Religious leaders launch push for health care reform

An interfaith coalition — Muslims, Christians and Jews — unveiled a “40 Days for Health Reform” campaign Aug. 10. It will mobilize people of all faiths to press Congress to enact health care reform that protects “all God’s children.”

Religious leaders, in a telephone news conference, released a new television ad that blasts the insurance companies for spending millions to block health care reform to insure “higher profits.”

They also announced that on Tuesday, Aug. 11, there will be “district prayer events” in 100 congressional districts while Congress is in recess.

On Aug. 19, President Obama will participate in a call-in to Congress by thousands of people of all faiths urging lawmakers to pass pending health care reform legislation.

Then, from Friday, Aug. 28 through Sunday Aug. 30, the coalition is promoting “Nationwide Health Care Sermon Weekend.” Rabbis, imams and pastors are being asked to preach on health care reform based on the parable of the Good Samaritan.

Sept. 1-18, the coalition plans large-scale meetings in key states with members of Congress, with a major interfaith mobilization in the nation’s capital Sept. 14.

The religious leaders deplored right-wing, corporate fear-mongering aimed at blocking health care reform.

The Rev. Jim Wallis, president of Sojourners, an evangelical Christian group, accused the extreme right of spreading “lies about health care reform, euthanasia being one of them.” He was reacting to statements by former Alaska Gov. Sarah Palin that President Obama’s health care plan is “evil.”

Palin claimed that the administration’s proposal to extend Medicare coverage to include voluntary “end of life” consultations is a scheme to set up “death panels.”

“Health care reform upholds the sacredness of life” Wallis said. “It is really irresponsible to promote that kind of fear.” He pointed out that all the proposed reform packages are “neutral” and do not change existing laws on abortion and euthanasia.

“Our health insurance system is broken, it’s unjust,” Wallis said. “Our soul is sick because our health care system is so sick. People don’t realize that health care reform is a life and death issue. Those without health coverage die younger.”

Churches, he said, try to play the role of “good Samaritan, helping those left by the side of the road by our broken health care system. But it can’t be fixed one person at a time.”

He blasted the disrupters who are shouting down members of Congress during town hall meetings. “They want to shut down democracy, stop the conversation,” Wallis said, calling for “a moral conversation.”

Rabbi David Saperstein, director of the Religious Action Center of Reform Judaism, said the Jewish community supports health care reform “to insure that the poor and the vulnerable do not fall through the cracks.”

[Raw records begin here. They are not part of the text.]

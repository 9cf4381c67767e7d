//! Error taxonomy for the ingestion workflow.
//!
//! Each variant maps to one stable, machine-readable code. The HTTP layer
//! turns the code into a status; the CLI prints the message.
//!
//! | Variant | Code | HTTP |
//! |---------|------|------|
//! | `Validation` | `bad_request` | 400 |
//! | `NotFound`, `Storage(NotFound)` | `not_found` | 404 |
//! | `AlreadyParsed` | `conflict` | 409 |
//! | `Extraction` | `extraction_failed` | 500 |
//! | `Storage`, `Internal` | `internal` | 500 |

use thiserror::Error;

use crate::extract::ExtractError;
use crate::storage::StorageError;

#[derive(Debug, Error)]
pub enum IngestError {
    #[error("{field}: {message}")]
    Validation { field: String, message: String },
    #[error("{0} not found")]
    NotFound(String),
    #[error("dataset {0} has already been parsed")]
    AlreadyParsed(String),
    #[error(transparent)]
    Extraction(#[from] ExtractError),
    #[error(transparent)]
    Storage(#[from] StorageError),
    #[error(transparent)]
    Internal(#[from] anyhow::Error),
}

impl IngestError {
    pub fn validation(field: impl Into<String>, message: impl Into<String>) -> Self {
        IngestError::Validation {
            field: field.into(),
            message: message.into(),
        }
    }

    pub fn code(&self) -> &'static str {
        match self {
            IngestError::Validation { .. } => "bad_request",
            IngestError::NotFound(_) => "not_found",
            IngestError::Storage(StorageError::NotFound { .. }) => "not_found",
            IngestError::AlreadyParsed(_) => "conflict",
            IngestError::Extraction(_) => "extraction_failed",
            IngestError::Storage(_) | IngestError::Internal(_) => "internal",
        }
    }

    /// Whether the message is safe to return to a client verbatim.
    pub fn is_client_visible(&self) -> bool {
        !matches!(self.code(), "internal")
    }
}

#[cfg(test)]
mod tests {
    use super::*;

    #[test]
    fn codes_cover_every_variant() {
        assert_eq!(IngestError::validation("name", "required").code(), "bad_request");
        assert_eq!(IngestError::NotFound("dataset x".into()).code(), "not_found");
        assert_eq!(IngestError::AlreadyParsed("x".into()).code(), "conflict");
        assert_eq!(
            IngestError::from(ExtractError::NoPages).code(),
            "extraction_failed"
        );
        assert_eq!(
            IngestError::from(StorageError::NotFound { key: "k".into() }).code(),
            "not_found"
        );
        assert_eq!(
            IngestError::from(StorageError::Status {
                status: 403,
                body: "denied".into()
            })
            .code(),
            "internal"
        );
        assert_eq!(IngestError::from(anyhow::anyhow!("db down")).code(), "internal");
    }

    #[test]
    fn messages_read_naturally() {
        assert_eq!(
            IngestError::validation("name", "must not be empty").to_string(),
            "name: must not be empty"
        );
        assert_eq!(
            IngestError::NotFound("dataset abc".into()).to_string(),
            "dataset abc not found"
        );
        assert!(!IngestError::from(anyhow::anyhow!("secret detail")).is_client_visible());
        assert!(IngestError::AlreadyParsed("x".into()).is_client_visible());
    }
}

“We hope people keep their eye on the 47 million without health care insurance … the millions of children who are without coverage,” Saperstein said. “This is a human rights issue” that reaches across all partisan and religious lines, he added.

A letter was sent out to rabbis urging them to devote sermons to the issue of health care reform during the Jewish High Holy Days in September, he said. “Our health care system is the most expensive in the world, the highest administrative costs. Yet millions are falling through the cracks. We can do better, a universal health care program that covers everyone.”

The Rev. Adam Hamilton, senior pastor of the 13,000-member Church of the Resurrection in Leawood, Kan., charged that the misinformation being spread by the far-right and insurance companies “is clearly an attempt to make people afraid,” in order to block health care reform.

He told the news conference he is constantly reminded of members of his congregation, like a young man stricken with early-onset arthritis who cannot get insurance because insurers call his illness a “pre-existing condition.” Another is a 57-year-old parishioner who lost his health insurance when he was laid off.

The phone conference was organized by the PICO Network, a nonpartisan national network of faith-based community organizations working to solve problems facing urban, suburban and rural communities.

Linda Filippini, a PICO lay leader of Holy Name of Jesus Catholic Church in Melbourne, Fla., said she and her husband, owners of a small business, pay $1,500 in monthly premiums for private health insurance. “My husband is diabetic,” she said. “He is waiting to turn 65 next year when he will qualify for Medicare.” But once he retires, she will no longer be able to afford the private coverage.

“It’s really unfair for people to be denied care because of pre-existing conditions,” she added.